Red Fox Awaka Ehsata – Far below 4.2 seconds for 30m

We said we like specificity and agility on the field, right? Even here, Fox, we need the foundations of speed for several reasons.

Agility is one word for us, but in science, it is divided into several “foxy” abilities such as braking, changing direction, responsiveness to external stimuli/physical forces, and frequency (how many times per second) the athlete performs an action. All of these (including frequency!) heavily utilize the athletic foundation we created earlier in our efforts to gain speed.

The abilities of changing direction and braking use the biomechanical principles of the foot and acceleration, while responsiveness uses the neural motor skills we learned from the latter part of the 30-meter run. And, of course, the speed between the various changes of direction is likely straight-line speed itself.

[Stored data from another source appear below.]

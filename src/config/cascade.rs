//! Three-layer default resolution for entity files.

use std::path::Path;

use super::file::{load_flat_file, RawMapping};
use super::source::{overlay, Provenance, Source};
use super::ConfigError;

/// Resolves `hardcoded < shared < entity`, recording which layer won each key.
pub fn resolve(
    hardcoded: &RawMapping,
    shared: &RawMapping,
    entity: &RawMapping,
) -> (RawMapping, Provenance) {
    let mut merged = RawMapping::new();
    let mut provenance = Provenance::new();

    overlay(&mut merged, &mut provenance, hardcoded, Source::Hardcoded);
    overlay(&mut merged, &mut provenance, shared, Source::SharedDefaultFile);
    overlay(&mut merged, &mut provenance, entity, Source::EntityFile);

    (merged, provenance)
}

/// The hardcoded and shared default layers, fixed for the duration of a scan.
#[derive(Debug, Clone, Default)]
pub struct DefaultsCascade {
    hardcoded: RawMapping,
    shared: RawMapping,
}

impl DefaultsCascade {
    /// Creates a cascade with only hardcoded defaults.
    pub fn new(hardcoded: RawMapping) -> Self {
        Self {
            hardcoded,
            shared: RawMapping::new(),
        }
    }

    /// Replaces the shared defaults layer.
    pub fn with_shared(mut self, shared: RawMapping) -> Self {
        self.shared = shared;
        self
    }

    /// Reads the shared defaults layer from `path`.
    ///
    /// A missing file leaves the layer empty.
    pub fn with_shared_file(self, path: impl AsRef<Path>) -> Result<Self, ConfigError> {
        let path = path.as_ref();
        tracing::info!(path = %path.display(), "loading shared defaults");
        match load_flat_file(path, false)? {
            Some(shared) => {
                tracing::debug!(path = %path.display(), ?shared, "parsed shared defaults");
                Ok(self.with_shared(shared))
            }
            None => {
                tracing::warn!(path = %path.display(), "shared defaults file not found, using hardcoded defaults");
                Ok(self)
            }
        }
    }

    pub fn hardcoded(&self) -> &RawMapping {
        &self.hardcoded
    }

    pub fn shared(&self) -> &RawMapping {
        &self.shared
    }

    /// Layers `entity` over the defaults.
    pub fn resolve(&self, entity: &RawMapping) -> (RawMapping, Provenance) {
        resolve(&self.hardcoded, &self.shared, entity)
    }
}
pub mod app;
pub mod check;
pub mod config;
pub mod context;
mod error;
pub mod store;

pub use app::{AppConfig, DEFAULT_CONFIG_PATH};
pub use check::{
    load_check_defaults, CheckDefinition, CheckDefinitionDefaults, CheckDefinitionStore,
    CHECK_DEFAULTS_FILE_NAME,
};
pub use config::{ConfigError, Loader, Provenance, Resolved, Schematic, Source};
pub use context::AppContext;
pub use error::Error;
pub use store::{AggregateError, EmptyScan, EntityStore, Scan, StoreError};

It is much easier for an athlete to reach an expert level in the spectrum of agility when they have the right athletic foundation. This athlete will prolong their career in terms of injury resistance, be happier, and most importantly, perform at a much higher level.

This does not require years and years of laying foundations, as is often perceived in most of our connotations. There are very simple things that need to be learned, most of which are habits of years that can certainly be overcome.

The sharp among you might ask at this point, “But coach, you said the fastest sprinters in the world are not agile, and now you say it’s a necessity, it doesn’t hold up.”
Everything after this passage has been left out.